(Saved entries)
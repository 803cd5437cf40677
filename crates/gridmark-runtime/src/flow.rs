#![forbid(unsafe_code)]

//! Input flow: admission, then batching.
//!
//! [`InputFlow`] runs every key through a [`TokenBucket`] and hands admitted
//! keys to a [`Debouncer`]. Dropped keys never reach the debouncer and never
//! disturb its ordering.

use std::time::Instant;

use gridmark_core::key::Key;
use tracing::trace;

use crate::debounce::{DebounceConfig, DebouncePreset, Debouncer, Dispatch};
use crate::token_bucket::{Admission, TokenBucket, TokenBucketConfig};

/// Result of pushing one key through the flow.
#[derive(Debug, Clone, Default, PartialEq, Eq)]
pub struct FlowOutcome {
    /// The key was rejected by admission control.
    pub dropped: bool,
    /// Keys released by this push, in dispatch order.
    pub dispatches: Vec<Dispatch>,
}

impl FlowOutcome {
    /// Iterate over every released key, flattened across dispatches.
    pub fn keys(&self) -> impl Iterator<Item = &Key> {
        self.dispatches.iter().flat_map(|d| d.keys().iter())
    }

    /// Whether nothing was released.
    #[inline]
    pub fn is_empty(&self) -> bool {
        self.dispatches.is_empty()
    }
}

/// Combined flow counters.
#[derive(Debug, Clone, Copy, Default, PartialEq, Eq)]
pub struct FlowStats {
    /// Keys admitted by the bucket.
    pub allowed: u64,
    /// Keys dropped by the bucket.
    pub blocked: u64,
    /// Batches released by the debouncer.
    pub batches: u64,
    /// Instant keys dispatched.
    pub instant: u64,
}

/// Token bucket followed by a debouncer.
#[derive(Debug, Clone, Default)]
pub struct InputFlow {
    bucket: TokenBucket,
    debouncer: Debouncer,
}

impl InputFlow {
    /// Create a flow from its two stage configs.
    #[must_use]
    pub fn new(bucket: TokenBucketConfig, debounce: DebounceConfig) -> Self {
        Self {
            bucket: TokenBucket::new(bucket),
            debouncer: Debouncer::new(debounce),
        }
    }

    /// Push a key now.
    pub fn push(&mut self, key: Key) -> FlowOutcome {
        self.push_at(key, Instant::now())
    }

    /// Push a key at `now`.
    pub fn push_at(&mut self, key: Key, now: Instant) -> FlowOutcome {
        match self.bucket.allow_event_at(now) {
            Admission::Allowed => FlowOutcome {
                dropped: false,
                dispatches: self.debouncer.push_key_at(key, now),
            },
            Admission::Blocked => {
                trace!(key = %key, "input dropped by admission control");
                FlowOutcome {
                    dropped: true,
                    dispatches: Vec::new(),
                }
            }
        }
    }

    /// Host timer callback at `now`.
    pub fn on_timeout_at(&mut self, now: Instant) -> Option<Dispatch> {
        self.debouncer.on_timeout_at(now)
    }

    /// Release pending keys regardless of the window.
    pub fn flush(&mut self) -> Option<Dispatch> {
        self.debouncer.flush()
    }

    /// When the host should call [`on_timeout_at`](Self::on_timeout_at).
    #[inline]
    pub fn deadline(&self) -> Option<Instant> {
        self.debouncer.deadline()
    }

    /// Switch the debounce timing.
    pub fn apply_preset(&mut self, preset: DebouncePreset) {
        self.debouncer.apply_preset(preset);
    }

    /// Combined counters.
    #[must_use]
    pub fn stats(&self) -> FlowStats {
        let bucket = self.bucket.stats();
        let debounce = self.debouncer.stats();
        FlowStats {
            allowed: bucket.allowed,
            blocked: bucket.blocked,
            batches: debounce.batches,
            instant: debounce.instant,
        }
    }

    /// The admission stage.
    #[inline]
    pub fn bucket(&self) -> &TokenBucket {
        &self.bucket
    }

    /// The batching stage.
    #[inline]
    pub fn debouncer(&self) -> &Debouncer {
        &self.debouncer
    }

    /// Mutable access to the batching stage.
    #[inline]
    pub fn debouncer_mut(&mut self) -> &mut Debouncer {
        &mut self.debouncer
    }
}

> About this exercise: Identify the lines above that contain the word "every", then copy them.

> Solution:
//! [`InputFlow`] runs every key through a [`TokenBucket`] and hands admitted
    /// Iterate over every released key, flattened across dispatches.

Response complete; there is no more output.